Morning arrived reluctantly over Greenwalls. A pale sun lingered behind a veil of clouds, its light dull and distant, as snow descended in slow, unhurried spirals. The city seemed suspended in time, softened and silenced beneath white—streets muffled, rooftops buried, the usual rhythm of life reduced to a breath held too long. Even the wind moved with restraint, as though it feared disturbing something unseen.

It was Nyx Gald's nineteenth birthday.

In all the years before, the day had passed without distinction—quiet, restrained, obedient, like everything else in his life. Yet this morning felt different. The change was subtle, almost imperceptible, but it lived beneath his skin, a restless awareness he could not explain. Something inside him had awakened early, alert and impatient, refusing to settle.

For the first time, Nyx skipped school.

It was a minor act of defiance by any reasonable measure, yet for him it felt momentous. He remained within the heavy stone walls of the Gald household, wandering its corridors as though they might reveal something new if he looked long enough. The house felt older today, its shadows deeper, its silence heavier—less a home, more a waiting place.

In the dining room, Raym Gald greeted him with his customary restraint. His father placed a firm, quiet hand on Nyx's shoulder, the gesture practiced, controlled.

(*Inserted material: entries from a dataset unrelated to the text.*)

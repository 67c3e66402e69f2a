//! Entry point for the scan-tool CLI.

use clap::Parser;
use scan_tool::{
    cli::Cli,
    error::{exit_code_for, StructuredError},
};

fn main() {
    let cli = Cli::parse();
    let json_errors = cli.json_errors;

    match scan_tool::run_app(cli) {
        Ok(code) => std::process::exit(code.as_i32()),
        Err(err) => {
            let exit_code = exit_code_for(&err);

            if json_errors {
                let structured = StructuredError::new(&err, exit_code);
                if let Ok(json) = serde_json::to_string_pretty(&structured) {
                    eprintln!("{}", json);
                } else {
                    eprintln!("[{}] Error: {:#}", exit_code.code_prefix(), err);
                }
            } else {
                eprintln!("[{}] Error: {:#}", exit_code.code_prefix(), err);
            }

            std::process::exit(exit_code.as_i32());
        }
    }
}
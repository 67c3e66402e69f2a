//! Legacy VirusTotal honeypot API responses.
//!
//! The report payload is a two element array: the scan date followed by an
//! object mapping engine names to threat labels. An engine counts as having
//! detected something when its label is not empty.

use std::collections::BTreeMap;

use serde::Deserialize;

use super::{parse_vt_date, EngineDetails, EngineResult, ProviderDetails, Report};

#[derive(Debug, Deserialize)]
struct WireReport {
    #[serde(alias = "result")]
    response_code: i64,
    #[serde(default)]
    report: Option<(String, BTreeMap<String, Option<String>>)>,
    #[serde(default)]
    scan_id: Option<String>,
    #[serde(default)]
    permalink: String,
    #[serde(default)]
    md5: Option<String>,
    #[serde(default)]
    sha1: Option<String>,
    #[serde(default)]
    sha256: Option<String>,
}

pub(crate) fn decode(body: &[u8]) -> Result<Report, serde_json::Error> {
    let wire: WireReport = serde_json::from_slice(body)?;
    let (scan_date, scans) = wire.report.unwrap_or_default();

    let engines: Vec<EngineResult> = scans
        .into_iter()
        .map(|(engine, label)| {
            let result = label.unwrap_or_default();
            EngineResult {
                engine,
                detected: !result.is_empty(),
                result,
                details: EngineDetails::Honeypot,
            }
        })
        .collect();

    let positives = engines.iter().filter(|e| e.detected).count();

    Ok(Report {
        response_code: wire.response_code,
        scan_id: wire.scan_id,
        scan_time: parse_vt_date(&scan_date),
        scan_date,
        positives: u32::try_from(positives).unwrap_or(u32::MAX),
        total: u32::try_from(engines.len()).unwrap_or(u32::MAX),
        engines,
        permalink: wire.permalink,
        md5: wire.md5,
        sha1: wire.sha1,
        sha256: wire.sha256,
        details: ProviderDetails::Honeypot,
    })
}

"Happy birthday, son," Raym said.

The words were simple, but something in his tone lingered, unfinished.

Old Gald followed soon after, leaning on his cane, his presence filling the room with an ancient gravity. His blessing came in a gravel-deep voice, solemn and deliberate, more invocation than celebration. It carried an implication Nyx had felt all his life—that his existence was bound to something far larger than himself.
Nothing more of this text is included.